WHAT IS NEEDED: Which lines in the data contain the word "cannot"? Please copy each of them.

Top of RECORDS FOR THE TASK

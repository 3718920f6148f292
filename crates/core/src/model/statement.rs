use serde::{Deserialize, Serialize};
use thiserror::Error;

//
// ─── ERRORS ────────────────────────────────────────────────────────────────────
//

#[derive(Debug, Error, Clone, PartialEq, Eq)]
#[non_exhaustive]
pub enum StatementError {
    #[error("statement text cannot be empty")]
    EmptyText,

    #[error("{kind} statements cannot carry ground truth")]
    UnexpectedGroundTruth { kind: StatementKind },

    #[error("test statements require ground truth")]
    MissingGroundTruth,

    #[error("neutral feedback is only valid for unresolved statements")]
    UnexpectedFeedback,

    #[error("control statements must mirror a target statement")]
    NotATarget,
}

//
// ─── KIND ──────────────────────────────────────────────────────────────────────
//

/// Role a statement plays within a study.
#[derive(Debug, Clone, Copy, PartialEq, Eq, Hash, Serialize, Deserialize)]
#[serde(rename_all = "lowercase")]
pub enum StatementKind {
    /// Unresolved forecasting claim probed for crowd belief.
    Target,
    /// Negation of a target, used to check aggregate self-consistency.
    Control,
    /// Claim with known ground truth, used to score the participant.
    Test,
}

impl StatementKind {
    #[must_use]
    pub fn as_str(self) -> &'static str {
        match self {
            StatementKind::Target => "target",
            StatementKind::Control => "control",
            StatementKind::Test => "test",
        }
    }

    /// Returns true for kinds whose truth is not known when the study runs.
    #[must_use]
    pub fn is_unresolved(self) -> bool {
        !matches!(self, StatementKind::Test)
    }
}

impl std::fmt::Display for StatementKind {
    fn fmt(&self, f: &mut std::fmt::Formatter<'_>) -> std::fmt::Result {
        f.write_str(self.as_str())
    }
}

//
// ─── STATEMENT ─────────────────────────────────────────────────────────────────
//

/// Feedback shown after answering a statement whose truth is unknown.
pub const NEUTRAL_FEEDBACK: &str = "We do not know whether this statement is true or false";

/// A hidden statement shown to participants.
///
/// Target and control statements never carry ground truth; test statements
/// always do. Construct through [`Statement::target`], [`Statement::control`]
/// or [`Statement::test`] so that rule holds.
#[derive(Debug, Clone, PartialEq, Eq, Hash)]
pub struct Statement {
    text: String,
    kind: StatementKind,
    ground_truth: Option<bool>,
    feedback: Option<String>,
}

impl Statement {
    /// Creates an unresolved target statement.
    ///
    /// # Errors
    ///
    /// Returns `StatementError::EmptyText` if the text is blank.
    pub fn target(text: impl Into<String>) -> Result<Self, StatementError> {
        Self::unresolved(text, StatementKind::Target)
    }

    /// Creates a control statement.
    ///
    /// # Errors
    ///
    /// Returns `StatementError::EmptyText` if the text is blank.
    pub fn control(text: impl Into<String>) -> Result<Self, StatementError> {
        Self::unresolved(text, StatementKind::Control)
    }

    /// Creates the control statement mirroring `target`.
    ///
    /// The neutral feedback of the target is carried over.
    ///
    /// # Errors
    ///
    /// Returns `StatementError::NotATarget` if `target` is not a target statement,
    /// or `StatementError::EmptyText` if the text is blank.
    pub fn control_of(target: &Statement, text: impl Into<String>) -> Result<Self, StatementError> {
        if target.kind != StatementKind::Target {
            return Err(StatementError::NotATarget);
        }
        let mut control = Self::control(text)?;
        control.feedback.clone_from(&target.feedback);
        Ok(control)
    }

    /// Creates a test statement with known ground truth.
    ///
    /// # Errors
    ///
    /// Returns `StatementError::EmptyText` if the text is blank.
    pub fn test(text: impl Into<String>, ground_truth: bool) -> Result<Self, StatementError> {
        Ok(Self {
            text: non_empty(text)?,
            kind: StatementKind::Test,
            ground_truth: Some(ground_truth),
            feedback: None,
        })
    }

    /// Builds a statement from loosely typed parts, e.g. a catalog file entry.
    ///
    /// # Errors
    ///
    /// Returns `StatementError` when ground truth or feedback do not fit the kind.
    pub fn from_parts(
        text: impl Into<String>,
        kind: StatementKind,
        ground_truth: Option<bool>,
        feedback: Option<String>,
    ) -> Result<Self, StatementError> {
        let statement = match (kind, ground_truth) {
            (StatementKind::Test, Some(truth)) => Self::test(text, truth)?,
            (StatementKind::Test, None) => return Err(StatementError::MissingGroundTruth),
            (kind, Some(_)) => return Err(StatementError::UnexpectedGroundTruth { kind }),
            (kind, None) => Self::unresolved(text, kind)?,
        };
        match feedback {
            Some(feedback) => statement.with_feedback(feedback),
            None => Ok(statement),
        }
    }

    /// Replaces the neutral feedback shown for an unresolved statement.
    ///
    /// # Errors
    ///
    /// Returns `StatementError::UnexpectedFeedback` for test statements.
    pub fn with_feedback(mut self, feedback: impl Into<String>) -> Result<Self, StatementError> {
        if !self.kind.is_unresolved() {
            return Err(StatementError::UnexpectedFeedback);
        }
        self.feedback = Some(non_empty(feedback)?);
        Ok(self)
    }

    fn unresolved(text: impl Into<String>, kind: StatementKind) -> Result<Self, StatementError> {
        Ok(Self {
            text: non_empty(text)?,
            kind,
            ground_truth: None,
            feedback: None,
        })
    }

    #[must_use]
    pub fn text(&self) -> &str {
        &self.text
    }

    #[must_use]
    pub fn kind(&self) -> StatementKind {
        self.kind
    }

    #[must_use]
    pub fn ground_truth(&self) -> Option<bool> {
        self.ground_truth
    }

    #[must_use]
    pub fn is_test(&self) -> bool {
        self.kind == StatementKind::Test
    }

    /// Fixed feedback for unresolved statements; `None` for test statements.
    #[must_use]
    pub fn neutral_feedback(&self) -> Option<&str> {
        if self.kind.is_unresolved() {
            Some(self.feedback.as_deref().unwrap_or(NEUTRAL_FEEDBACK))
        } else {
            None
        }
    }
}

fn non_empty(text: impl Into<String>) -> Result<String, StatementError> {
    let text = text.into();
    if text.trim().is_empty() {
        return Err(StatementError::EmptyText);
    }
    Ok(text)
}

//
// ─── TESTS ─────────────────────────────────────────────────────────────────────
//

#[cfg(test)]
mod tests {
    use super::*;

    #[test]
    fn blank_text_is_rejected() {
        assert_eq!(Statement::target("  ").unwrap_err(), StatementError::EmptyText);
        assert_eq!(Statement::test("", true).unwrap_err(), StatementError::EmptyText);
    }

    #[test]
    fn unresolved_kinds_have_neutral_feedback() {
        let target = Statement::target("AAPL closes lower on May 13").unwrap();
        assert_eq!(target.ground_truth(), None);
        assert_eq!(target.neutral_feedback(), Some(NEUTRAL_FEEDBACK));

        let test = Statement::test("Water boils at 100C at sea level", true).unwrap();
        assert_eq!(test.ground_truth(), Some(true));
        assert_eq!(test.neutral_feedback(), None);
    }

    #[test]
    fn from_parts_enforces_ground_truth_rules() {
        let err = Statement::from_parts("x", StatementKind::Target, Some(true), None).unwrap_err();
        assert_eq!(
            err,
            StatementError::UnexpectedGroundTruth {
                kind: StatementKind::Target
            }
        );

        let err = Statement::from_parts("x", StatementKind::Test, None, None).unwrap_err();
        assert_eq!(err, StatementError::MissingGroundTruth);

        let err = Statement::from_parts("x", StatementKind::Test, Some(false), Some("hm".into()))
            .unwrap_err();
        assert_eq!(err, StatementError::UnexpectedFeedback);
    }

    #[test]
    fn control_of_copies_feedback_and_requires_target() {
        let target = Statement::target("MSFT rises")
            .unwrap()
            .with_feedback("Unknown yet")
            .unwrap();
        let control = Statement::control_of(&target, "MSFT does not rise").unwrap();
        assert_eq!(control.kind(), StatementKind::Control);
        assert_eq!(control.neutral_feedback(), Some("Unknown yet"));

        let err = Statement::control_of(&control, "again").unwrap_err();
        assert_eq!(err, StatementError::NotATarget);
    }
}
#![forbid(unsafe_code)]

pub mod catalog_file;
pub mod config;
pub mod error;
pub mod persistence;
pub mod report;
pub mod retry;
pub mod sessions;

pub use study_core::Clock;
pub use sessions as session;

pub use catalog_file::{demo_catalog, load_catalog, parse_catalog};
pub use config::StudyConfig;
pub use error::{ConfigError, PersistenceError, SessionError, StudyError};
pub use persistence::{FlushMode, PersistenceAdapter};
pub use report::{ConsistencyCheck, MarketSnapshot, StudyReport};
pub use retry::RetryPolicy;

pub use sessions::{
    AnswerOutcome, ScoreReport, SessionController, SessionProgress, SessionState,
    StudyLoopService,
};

Bottom of RECORDS FOR THE TASK

RESPONSE TO THIS EXERCISE:
    #[error("statement text cannot be empty")]
    #[error("{kind} statements cannot carry ground truth")]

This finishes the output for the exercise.